## YOUR INSTRUCTIONS
Your reply should repeat, exactly, the line containing "let utxo = utxo_pool.get(&input.prevout).ok()?;" and the rest of the material after it.

## SUPPLIED RECORDS
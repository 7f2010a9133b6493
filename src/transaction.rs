//! Transaction validation against the UTXO pool
//!
//! A transaction tx = (ins, outs) is valid against pool us if and only if:
//! 1. ∀i ∈ ins: i.prevout ∈ us
//! 2. ∀(k, i) ∈ enumerate(ins): Verify(us(i.prevout).address, SignableContent(tx, k), i.signature)
//! 3. |{i.prevout : i ∈ ins}| = |ins|
//! 4. ∀o ∈ outs: o.value ≥ 0
//! 5. Σᵢ us(i.prevout).value ≥ Σₒ o.value
//!
//! Validation never mutates the pool.

use secp256k1::Secp256k1;
use std::collections::HashSet;

use crate::crypto::verify_signature_with;
use crate::types::*;
use crate::utxo_pool::UtxoPool;

/// Validate `tx` against the current pool, reporting which rule failed
pub fn check_transaction(utxo_pool: &UtxoPool, tx: &Transaction) -> ValidationResult {
    // 1. Every claimed output must be unspent
    for (i, input) in tx.inputs().iter().enumerate() {
        if !utxo_pool.contains(&input.prevout) {
            return ValidationResult::Invalid(format!(
                "Input {} spends unknown output {}",
                i, input.prevout
            ));
        }
    }

    // 2. Signatures verify under the address of the claimed output
    let secp = Secp256k1::verification_only();
    let mut total_input_value: i128 = 0;
    for (i, input) in tx.inputs().iter().enumerate() {
        let utxo = match utxo_pool.get(&input.prevout) {
            Ok(utxo) => utxo,
            Err(e) => return ValidationResult::Invalid(e.to_string()),
        };
        let message = match tx.raw_data_to_sign(i) {
            Some(message) => message,
            None => return ValidationResult::Invalid(format!("No signable content for input {}", i)),
        };
        if !verify_signature_with(&secp, &utxo.address, &message, &input.signature) {
            return ValidationResult::Invalid(format!("Invalid signature on input {}", i));
        }
        total_input_value += i128::from(utxo.value);
    }

    // 3. No outpoint claimed twice
    let claimed: HashSet<&OutPoint> = tx.inputs().iter().map(|i| &i.prevout).collect();
    if claimed.len() != tx.inputs().len() {
        return ValidationResult::Invalid("Output claimed more than once".to_string());
    }

    // 4. Output values are non-negative
    for (i, output) in tx.outputs().iter().enumerate() {
        if output.value < 0 {
            return ValidationResult::Invalid(format!(
                "Negative output value {} at index {}",
                output.value, i
            ));
        }
    }

    // 5. Value is not created
    let total_output_value: i128 = tx.outputs().iter().map(|o| i128::from(o.value)).sum();
    if total_input_value < total_output_value {
        return ValidationResult::Invalid(format!(
            "Insufficient input value: {} < {}",
            total_input_value, total_output_value
        ));
    }

    ValidationResult::Valid
}

/// IsValidTx: 𝒰𝒮 × 𝒯𝒳 → {true, false}
pub fn is_valid_tx(utxo_pool: &UtxoPool, tx: &Transaction) -> bool {
    check_transaction(utxo_pool, tx).is_valid()
}

/// Fee paid by a transaction already known to be valid: Σ inputs − Σ outputs.
///
/// Returns `None` if an input is missing from the pool or the sums overflow.
pub fn calculate_fee(utxo_pool: &UtxoPool, tx: &Transaction) -> Option<Integer> {
    let total_in = tx.inputs().iter().try_fold(0 as Integer, |acc, input| {
        let utxo = utxo_pool.get(&input.prevout).ok()?;
        acc.checked_add(utxo.value)
    })?;
    let total_out = tx
        .outputs()
        .iter()
        .try_fold(0 as Integer, |acc, o| acc.checked_add(o.value))?;
    total_in.checked_sub(total_out)
}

## RESPONSE AREA
        let utxo = utxo_pool.get(&input.prevout).ok()?;
        acc.checked_add(utxo.value)
    })?;
    let total_out = tx
        .outputs()
        .iter()
        .try_fold(0 as Integer, |acc, o| acc.checked_add(o.value))?;
    total_in.checked_sub(total_out)
}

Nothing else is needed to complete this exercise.